*How to complete this task*
Look below for the line holding "unless the client opts" and the line holding "value (compared case-insensitively).". Repeat those two and everything between, exactly.
________________
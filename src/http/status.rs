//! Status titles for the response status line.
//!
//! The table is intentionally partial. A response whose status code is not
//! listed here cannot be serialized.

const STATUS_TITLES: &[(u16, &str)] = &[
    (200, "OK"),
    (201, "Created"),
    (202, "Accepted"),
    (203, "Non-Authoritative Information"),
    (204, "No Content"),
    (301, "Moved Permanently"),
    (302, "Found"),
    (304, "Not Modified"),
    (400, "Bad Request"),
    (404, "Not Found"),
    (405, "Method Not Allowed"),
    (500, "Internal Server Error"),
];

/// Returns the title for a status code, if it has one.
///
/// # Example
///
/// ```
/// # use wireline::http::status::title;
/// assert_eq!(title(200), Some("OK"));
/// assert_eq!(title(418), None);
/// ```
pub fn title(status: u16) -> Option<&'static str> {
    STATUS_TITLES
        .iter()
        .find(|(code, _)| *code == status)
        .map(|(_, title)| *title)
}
________________
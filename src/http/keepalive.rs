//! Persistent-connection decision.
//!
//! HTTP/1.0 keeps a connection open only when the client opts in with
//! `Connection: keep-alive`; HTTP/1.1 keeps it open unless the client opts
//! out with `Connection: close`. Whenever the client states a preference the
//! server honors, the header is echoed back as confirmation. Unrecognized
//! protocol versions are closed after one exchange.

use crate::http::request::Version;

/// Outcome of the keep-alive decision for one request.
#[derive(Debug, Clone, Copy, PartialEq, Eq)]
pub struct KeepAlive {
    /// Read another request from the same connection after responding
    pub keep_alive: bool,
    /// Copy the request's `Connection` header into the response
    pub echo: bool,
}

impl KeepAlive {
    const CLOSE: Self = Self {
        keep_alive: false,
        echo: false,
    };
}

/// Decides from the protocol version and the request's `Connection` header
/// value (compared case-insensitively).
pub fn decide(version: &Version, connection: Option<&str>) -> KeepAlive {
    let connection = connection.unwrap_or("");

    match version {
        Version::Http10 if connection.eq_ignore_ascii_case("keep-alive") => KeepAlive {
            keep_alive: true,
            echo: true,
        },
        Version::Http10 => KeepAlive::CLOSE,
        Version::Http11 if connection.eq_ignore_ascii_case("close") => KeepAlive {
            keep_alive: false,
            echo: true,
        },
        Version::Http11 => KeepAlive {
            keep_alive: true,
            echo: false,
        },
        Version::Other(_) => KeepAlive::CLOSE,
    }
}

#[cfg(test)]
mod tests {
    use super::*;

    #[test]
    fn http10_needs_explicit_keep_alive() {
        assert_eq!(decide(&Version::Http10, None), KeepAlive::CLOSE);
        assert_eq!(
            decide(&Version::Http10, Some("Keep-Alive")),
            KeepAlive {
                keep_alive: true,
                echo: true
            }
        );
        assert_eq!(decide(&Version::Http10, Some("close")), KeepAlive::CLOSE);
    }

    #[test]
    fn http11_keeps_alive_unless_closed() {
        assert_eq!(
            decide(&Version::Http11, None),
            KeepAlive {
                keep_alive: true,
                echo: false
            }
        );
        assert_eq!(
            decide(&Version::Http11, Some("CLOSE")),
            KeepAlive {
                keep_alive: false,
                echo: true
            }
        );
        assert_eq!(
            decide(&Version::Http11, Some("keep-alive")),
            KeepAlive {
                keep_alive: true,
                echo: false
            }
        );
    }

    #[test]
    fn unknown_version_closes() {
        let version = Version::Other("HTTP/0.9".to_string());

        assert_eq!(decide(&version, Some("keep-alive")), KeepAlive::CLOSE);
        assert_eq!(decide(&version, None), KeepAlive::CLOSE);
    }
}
________________
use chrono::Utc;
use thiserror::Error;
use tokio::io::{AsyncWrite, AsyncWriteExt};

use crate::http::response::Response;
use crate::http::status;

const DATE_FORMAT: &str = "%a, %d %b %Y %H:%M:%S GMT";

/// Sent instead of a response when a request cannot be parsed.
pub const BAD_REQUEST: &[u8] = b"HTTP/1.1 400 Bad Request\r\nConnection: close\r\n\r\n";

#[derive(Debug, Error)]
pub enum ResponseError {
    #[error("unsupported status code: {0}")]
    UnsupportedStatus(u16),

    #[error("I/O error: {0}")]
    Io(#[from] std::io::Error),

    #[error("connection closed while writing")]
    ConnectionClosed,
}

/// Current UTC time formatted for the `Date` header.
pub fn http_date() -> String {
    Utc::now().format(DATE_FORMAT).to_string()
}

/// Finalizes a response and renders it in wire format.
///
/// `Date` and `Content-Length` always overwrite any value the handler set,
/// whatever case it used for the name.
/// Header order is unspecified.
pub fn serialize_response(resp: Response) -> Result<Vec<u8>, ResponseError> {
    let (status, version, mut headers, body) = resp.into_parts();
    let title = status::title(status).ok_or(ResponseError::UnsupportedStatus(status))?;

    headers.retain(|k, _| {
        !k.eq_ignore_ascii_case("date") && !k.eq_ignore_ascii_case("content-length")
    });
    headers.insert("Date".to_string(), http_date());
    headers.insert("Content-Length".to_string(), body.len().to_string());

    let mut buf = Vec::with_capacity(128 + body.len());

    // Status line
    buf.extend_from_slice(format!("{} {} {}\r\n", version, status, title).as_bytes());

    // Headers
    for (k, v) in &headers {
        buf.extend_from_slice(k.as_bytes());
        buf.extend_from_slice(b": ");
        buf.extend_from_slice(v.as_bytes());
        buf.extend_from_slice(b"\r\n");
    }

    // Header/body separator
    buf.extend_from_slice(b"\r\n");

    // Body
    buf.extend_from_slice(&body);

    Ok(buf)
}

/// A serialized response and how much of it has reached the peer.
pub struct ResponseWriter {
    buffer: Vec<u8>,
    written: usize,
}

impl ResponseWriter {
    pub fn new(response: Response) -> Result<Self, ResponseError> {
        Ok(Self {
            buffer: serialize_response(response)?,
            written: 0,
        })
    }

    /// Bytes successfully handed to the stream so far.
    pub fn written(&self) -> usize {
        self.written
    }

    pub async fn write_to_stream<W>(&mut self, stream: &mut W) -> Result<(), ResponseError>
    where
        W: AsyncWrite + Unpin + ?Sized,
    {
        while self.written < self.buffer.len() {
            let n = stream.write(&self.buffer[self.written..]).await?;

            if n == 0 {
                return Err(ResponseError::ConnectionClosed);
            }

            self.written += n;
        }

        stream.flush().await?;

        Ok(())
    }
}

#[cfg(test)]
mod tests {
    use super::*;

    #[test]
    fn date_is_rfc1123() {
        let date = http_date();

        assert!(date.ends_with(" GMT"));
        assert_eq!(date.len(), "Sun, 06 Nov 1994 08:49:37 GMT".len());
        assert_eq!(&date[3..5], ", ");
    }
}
________________
*Exercise answer*
//! `Connection: keep-alive`; HTTP/1.1 keeps it open unless the client opts
//! out with `Connection: close`. Whenever the client states a preference the
//! server honors, the header is echoed back as confirmation. Unrecognized
//! protocol versions are closed after one exchange.

use crate::http::request::Version;

/// Outcome of the keep-alive decision for one request.
#[derive(Debug, Clone, Copy, PartialEq, Eq)]
pub struct KeepAlive {
    /// Read another request from the same connection after responding
    pub keep_alive: bool,
    /// Copy the request's `Connection` header into the response
    pub echo: bool,
}

impl KeepAlive {
    const CLOSE: Self = Self {
        keep_alive: false,
        echo: false,
    };
}

/// Decides from the protocol version and the request's `Connection` header
/// value (compared case-insensitively).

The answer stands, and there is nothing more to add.